Le § 8b de la loi sur l'impôt des sociétés est la norme la plus importante du droit fiscal des holdings en Allemagne. Ceux qui le comprennent saisissent pourquoi les holdings sont des instruments fiscaux si efficaces. Ceux qui l'appliquent de manière incorrecte risquent un paiement rétroactif qui rend le modèle de holding non rentable pendant des années.

Ce que la norme dit essentiellement

Le § 8b KStG régule deux domaines : (1) les dividendes reçus par une société d'une autre société, et (2) les bénéfices provenant de la vente d'actions dans des sociétés. Les deux sont généralement considérés comme exonéré d'impôt. Cependant — et c'est là que réside le tournant important — un taux forfaitaire de 5 % est traité comme des "frais d'exploitation non déductibles" et donc imposé.

Le résultat : 95 % des revenus de participation restent effectivement exonérés d'impôt. Avec une charge fiscale totale de 30 % au niveau de l'impôt sur les sociétés et de l'impôt commercial, cela donne un taux d'imposition effectif de 1,5 % sur les dividendes et les plus-values.

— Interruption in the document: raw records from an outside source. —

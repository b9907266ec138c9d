//! In-flight control request bookkeeping.
//!
//! A session is in-flight while exactly one control request is outstanding
//! and unacknowledged, which is the case iff its state is
//! `ConnectInProgress` or `DisconnectInProgress`. The registry retains the
//! last request packet per session so the external retry driver can resend
//! it without rebuilding any state.

use fabric_wire::SmPkt;
use std::collections::HashMap;

/// Sessions with one outstanding, unacknowledged control request
#[derive(Debug, Default)]
pub struct InFlightRegistry {
    pending: HashMap<u16, SmPkt>,
}

impl InFlightRegistry {
    /// Create an empty registry
    pub fn new() -> Self {
        Self::default()
    }

    /// Register a session's outstanding request, replacing any superseded one
    pub fn insert(&mut self, session_num: u16, pkt: SmPkt) {
        self.pending.insert(session_num, pkt);
    }

    /// Deregister a session; returns the request that was outstanding
    pub fn remove(&mut self, session_num: u16) -> Option<SmPkt> {
        self.pending.remove(&session_num)
    }

    /// True while the session has an outstanding request
    pub fn contains(&self, session_num: u16) -> bool {
        self.pending.contains_key(&session_num)
    }

    /// Borrow the outstanding request for resending
    pub fn get(&self, session_num: u16) -> Option<&SmPkt> {
        self.pending.get(&session_num)
    }

    /// Iterate over all outstanding requests
    pub fn iter(&self) -> impl Iterator<Item = (u16, &SmPkt)> {
        self.pending.iter().map(|(sn, pkt)| (*sn, pkt))
    }

    /// Number of in-flight sessions
    pub fn len(&self) -> usize {
        self.pending.len()
    }

    /// True when no request is outstanding
    pub fn is_empty(&self) -> bool {
        self.pending.is_empty()
    }
}

#[cfg(test)]
mod tests {
    use super::*;
    use fabric_wire::{RoutingInfo, SessionEndpoint, SmPkt, TransportType};

    fn pkt(token: u64) -> SmPkt {
        let ep = SessionEndpoint {
            transport_type: TransportType::InfiniBand,
            hostname: "h".to_string(),
            rpc_id: 0,
            phy_port: 0,
            session_num: 0,
            start_seq: 0,
            routing_info: RoutingInfo::default(),
        };
        SmPkt::connect_req(token, ep.clone(), ep)
    }

    #[test]
    fn test_insert_remove() {
        let mut reg = InFlightRegistry::new();
        assert!(reg.is_empty());

        reg.insert(3, pkt(1));
        assert!(reg.contains(3));
        assert_eq!(reg.get(3).unwrap().uniq_token, 1);

        // A superseding request replaces the outstanding one
        reg.insert(3, pkt(2));
        assert_eq!(reg.len(), 1);
        assert_eq!(reg.get(3).unwrap().uniq_token, 2);

        let removed = reg.remove(3).unwrap();
        assert_eq!(removed.uniq_token, 2);
        assert!(!reg.contains(3));
        assert!(reg.remove(3).is_none());
    }
}
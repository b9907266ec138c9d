//! Session-management control packets.
//!
//! One control packet fits in one datagram on the unreliable side channel.
//! The layout is a fixed big-endian header (version, type, error, token)
//! followed by the client and server endpoint metadata. Requests carry a
//! partially filled server endpoint; responses carry it complete.

use crate::endpoint::SessionEndpoint;
use crate::PacketError;
use bytes::{Buf, BufMut, Bytes, BytesMut};

/// Control packet format version
pub const SM_PKT_VERSION: u8 = 1;

/// Upper bound on one encoded control packet (fits a single datagram)
pub const MAX_SM_PKT_SIZE: usize = 512;

/// Session-management packet types
#[repr(u8)]
#[derive(Debug, Clone, Copy, PartialEq, Eq)]
pub enum SmPktType {
    /// Client request to establish a session
    ConnectReq = 0x01,
    /// Server response to a connect request
    ConnectResp = 0x02,
    /// Client request to tear down a session
    DisconnectReq = 0x03,
    /// Server response to a disconnect request
    DisconnectResp = 0x04,
}

impl SmPktType {
    /// True for the two request types
    pub fn is_req(self) -> bool {
        matches!(self, SmPktType::ConnectReq | SmPktType::DisconnectReq)
    }
}

impl TryFrom<u8> for SmPktType {
    type Error = PacketError;

    fn try_from(value: u8) -> Result<Self, Self::Error> {
        match value {
            0x01 => Ok(SmPktType::ConnectReq),
            0x02 => Ok(SmPktType::ConnectResp),
            0x03 => Ok(SmPktType::DisconnectReq),
            0x04 => Ok(SmPktType::DisconnectResp),
            _ => Err(PacketError::PktType(value)),
        }
    }
}

/// Error codes carried in control responses
#[repr(u8)]
#[derive(Debug, Clone, Copy, PartialEq, Eq)]
pub enum SmErrType {
    /// Success
    NoError = 0,
    /// Session table capacity exhausted at the responder
    TooManySessions = 1,
    /// Requested fabric port is out of range or unmanaged
    InvalidRemotePort = 2,
    /// Responder could not resolve fabric routing info
    RoutingResolutionFailure = 3,
}

impl TryFrom<u8> for SmErrType {
    type Error = PacketError;

    fn try_from(value: u8) -> Result<Self, Self::Error> {
        match value {
            0 => Ok(SmErrType::NoError),
            1 => Ok(SmErrType::TooManySessions),
            2 => Ok(SmErrType::InvalidRemotePort),
            3 => Ok(SmErrType::RoutingResolutionFailure),
            _ => Err(PacketError::ErrType(value)),
        }
    }
}

/// One session-management control packet
#[derive(Debug, Clone, PartialEq, Eq)]
pub struct SmPkt {
    /// Packet type
    pub pkt_type: SmPktType,
    /// Error code (NoError on requests)
    pub err_type: SmErrType,
    /// Correlation token; a retransmitted request keeps its token
    pub uniq_token: u64,
    /// Client endpoint metadata (always complete)
    pub client: SessionEndpoint,
    /// Server endpoint metadata (partial on requests)
    pub server: SessionEndpoint,
}

impl SmPkt {
    /// Build a connect request
    pub fn connect_req(uniq_token: u64, client: SessionEndpoint, server: SessionEndpoint) -> Self {
        Self {
            pkt_type: SmPktType::ConnectReq,
            err_type: SmErrType::NoError,
            uniq_token,
            client,
            server,
        }
    }

    /// Build a connect response
    pub fn connect_resp(
        err_type: SmErrType,
        uniq_token: u64,
        client: SessionEndpoint,
        server: SessionEndpoint,
    ) -> Self {
        Self {
            pkt_type: SmPktType::ConnectResp,
            err_type,
            uniq_token,
            client,
            server,
        }
    }

    /// Build a disconnect request
    pub fn disconnect_req(
        uniq_token: u64,
        client: SessionEndpoint,
        server: SessionEndpoint,
    ) -> Self {
        Self {
            pkt_type: SmPktType::DisconnectReq,
            err_type: SmErrType::NoError,
            uniq_token,
            client,
            server,
        }
    }

    /// Build a disconnect response
    pub fn disconnect_resp(
        err_type: SmErrType,
        uniq_token: u64,
        client: SessionEndpoint,
        server: SessionEndpoint,
    ) -> Self {
        Self {
            pkt_type: SmPktType::DisconnectResp,
            err_type,
            uniq_token,
            client,
            server,
        }
    }

    /// Encode the packet into one datagram-sized buffer
    pub fn encode(&self) -> Result<Bytes, PacketError> {
        let mut buf = BytesMut::with_capacity(MAX_SM_PKT_SIZE);

        buf.put_u8(SM_PKT_VERSION);
        buf.put_u8(self.pkt_type as u8);
        buf.put_u8(self.err_type as u8);
        buf.put_u8(0); // reserved
        buf.put_u64(self.uniq_token);

        self.client.encode(&mut buf)?;
        self.server.encode(&mut buf)?;

        if buf.len() > MAX_SM_PKT_SIZE {
            return Err(PacketError::Size(buf.len()));
        }
        Ok(buf.freeze())
    }

    /// Decode one packet from a received datagram
    pub fn decode(buf: &mut Bytes) -> Result<Self, PacketError> {
        if buf.len() < 4 + 8 {
            return Err(PacketError::Incomplete);
        }

        let ver = buf.get_u8();
        if ver != SM_PKT_VERSION {
            return Err(PacketError::Version(ver));
        }

        let pkt_type = SmPktType::try_from(buf.get_u8())?;
        let err_type = SmErrType::try_from(buf.get_u8())?;
        let reserved = buf.get_u8();
        if reserved != 0 {
            return Err(PacketError::Reserved);
        }

        let uniq_token = buf.get_u64();
        let client = SessionEndpoint::decode(buf)?;
        let server = SessionEndpoint::decode(buf)?;

        Ok(Self {
            pkt_type,
            err_type,
            uniq_token,
            client,
            server,
        })
    }
}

Les conditions d'exonération fiscale

Pour les dividendes (§ 8b Abs. 1 KStG)

Pour les plus-values (§ 8b Abs. 2 KStG)

Exemple pratique

Une holding GmbH vend sa filiale GmbH pour 5 millions d'euros. Valeur comptable de la participation : 25 000 €. Gain de cession : 4,975 millions d'euros. Le montant imposable est de 5 % × 4,975 millions d'euros = 248 750 €. Avec un taux d'imposition de 30 %, l'impôt réel s'élève à 74 625 €. Dans le cadre d'une vente directe par un particulier, environ 1,4 million d'euros d'impôts auraient été dus. Différence : environ 1,3 million d'euros.

Les principaux pièges

Participation minoritaire inférieure à 10%

Si une holding GmbH détient des actions de moins de 10 % dans une autre société, elle perd complètement l'exemption § 8b pour les dividendes. Il convient donc de vérifier si le seuil de 10 % est respecté de manière cohérente pour les portefeuilles d'investissement gérés activement dans la holding.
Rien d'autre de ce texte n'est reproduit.